Souterrain, Lissacresig, Co. Cork
Co. Cork |
Settlement Sites
A tractor wheel broke through a Cork pasture in 2005 and, quite accidentally, opened a window into the early medieval underground.
The collapse left a hole roughly a metre long and half a metre wide, and when investigators peered through the slight gap that remained in the fallen debris, they could make out two earth-cut chambers stretching away in opposite directions, one to the north and one to the south.

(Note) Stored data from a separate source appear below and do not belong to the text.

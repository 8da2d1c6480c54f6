mod fetcher;
mod metadata;

pub use fetcher::{ChannelMetadata, MetadataFetcher, SnapshotSubversion};
pub use metadata::{MavenMetadata, SnapshotVersion};

/// Quiltflower channels on the Quilt Maven.
pub const QUILT_RELEASE_CHANNEL: &str =
    "https://maven.quiltmc.org/repository/release/org/quiltmc/quiltflower/";
pub const QUILT_SNAPSHOT_CHANNEL: &str =
    "https://maven.quiltmc.org/repository/snapshot/org/quiltmc/quiltflower/";

pub const METADATA_FILE: &str = "maven-metadata.xml";
pub const ARTIFACT_ID: &str = "quiltflower";

/// Join a channel base URL and a relative path with exactly one `/`.
pub fn join_url(base: &str, path: &str) -> String {
    format!(
        "{}/{}",
        base.trim_end_matches('/'),
        path.trim_start_matches('/')
    )
}
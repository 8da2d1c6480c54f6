use std::cmp::Ordering;
use std::fmt;
use std::hash::{Hash, Hasher};

use serde::{Deserialize, Deserializer, Serialize, Serializer};

/// A semantic version as published on a Maven channel.
///
/// Maven versions are frequently shorter than three components
/// (`1.3-SNAPSHOT`, `1.3-20240101.120000-5`), so parsing pads missing
/// minor/patch numbers with zero. The text the repository used is kept
/// verbatim because artifact file names on the server are built from it.
///
/// Equality, ordering and hashing look at the parsed value only.
#[derive(Debug, Clone)]
pub struct Version {
    raw: String,
    parsed: semver::Version,
}

impl Version {
    /// Lenient parse: invalid text yields `None` rather than an error.
    pub fn parse(text: &str) -> Option<Self> {
        let text = text.trim();
        let parsed = parse_semver(text)?;
        Some(Self {
            raw: text.to_string(),
            parsed,
        })
    }

    /// The text exactly as the repository published it.
    pub fn as_str(&self) -> &str {
        &self.raw
    }

    pub fn semver(&self) -> &semver::Version {
        &self.parsed
    }

    /// `major.minor.patch` of the parsed value, tags dropped.
    pub fn major_minor_patch(&self) -> String {
        format!(
            "{}.{}.{}",
            self.parsed.major, self.parsed.minor, self.parsed.patch
        )
    }

    /// The numeric core as the repository spelled it (`1.3` for
    /// `1.3-20240101.120000-5`). Snapshot directories are named after it.
    pub fn release_core(&self) -> &str {
        split_core_and_suffix(&self.raw).0
    }

    pub fn is_snapshot_base(&self) -> bool {
        self.raw.ends_with("-SNAPSHOT")
    }
}

/// Strict semver first; otherwise pad a one or two component numeric core
/// with zeros and keep whatever tag follows it.
fn parse_semver(text: &str) -> Option<semver::Version> {
    if let Ok(parsed) = semver::Version::parse(text) {
        return Some(parsed);
    }

    let (core, tail) = split_core_and_suffix(text);
    let mut numbers = core
        .split('.')
        .map(|part| part.parse::<u64>().ok())
        .collect::<Option<Vec<_>>>()?;
    if numbers.len() > 3 {
        return None;
    }
    numbers.resize(3, 0);

    semver::Version::parse(&format!(
        "{}.{}.{}{tail}",
        numbers[0], numbers[1], numbers[2]
    ))
    .ok()
}

/// `("1.3", "-20240101.120000-5")`: the numeric core and the tag after it.
fn split_core_and_suffix(text: &str) -> (&str, &str) {
    match text.find(['-', '+']) {
        Some(at) => text.split_at(at),
        None => (text, ""),
    }
}

impl PartialEq for Version {
    fn eq(&self, other: &Self) -> bool {
        self.parsed == other.parsed
    }
}

impl Eq for Version {}

impl Hash for Version {
    fn hash<H: Hasher>(&self, state: &mut H) {
        self.parsed.hash(state);
    }
}

impl PartialOrd for Version {
    fn partial_cmp(&self, other: &Self) -> Option<Ordering> {
        Some(self.cmp(other))
    }
}

impl Ord for Version {
    fn cmp(&self, other: &Self) -> Ordering {
        self.parsed.cmp(&other.parsed)
    }
}

impl fmt::Display for Version {
    fn fmt(&self, f: &mut fmt::Formatter<'_>) -> fmt::Result {
        f.write_str(&self.raw)
    }
}

impl Serialize for Version {
    fn serialize<S: Serializer>(&self, serializer: S) -> Result<S::Ok, S::Error> {
        serializer.serialize_str(&self.raw)
    }
}

impl<'de> Deserialize<'de> for Version {
    fn deserialize<D: Deserializer<'de>>(deserializer: D) -> Result<Self, D::Error> {
        let text = String::deserialize(deserializer)?;
        Version::parse(&text)
            .ok_or_else(|| serde::de::Error::custom(format!("invalid version '{text}'")))
    }
}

Souterrains are stone- or earth-lined underground passages and chambers that were constructed, typically during the early medieval period in Ireland, most likely for storage or as refuges. They are fairly common finds across Munster, but few announce themselves quite so abruptly. The Lissacresig example drew no attention from archaeologists or landowners until the moment a piece of farm machinery happened to roll over its roof. The collapsed material that gave it away also sealed it: the structure was recorded as inaccessible, the debris making entry impossible. What is known amounts to little more than those two glimpsed chambers and the dimensions of the accidental entrance.
There is something fitting about the way this site came to light. It had presumably sat undisturbed beneath ordinary grazing land for centuries, its presence entirely unsuspected, and it remains largely unexamined. The glimpse through the rubble is, for now, all there is.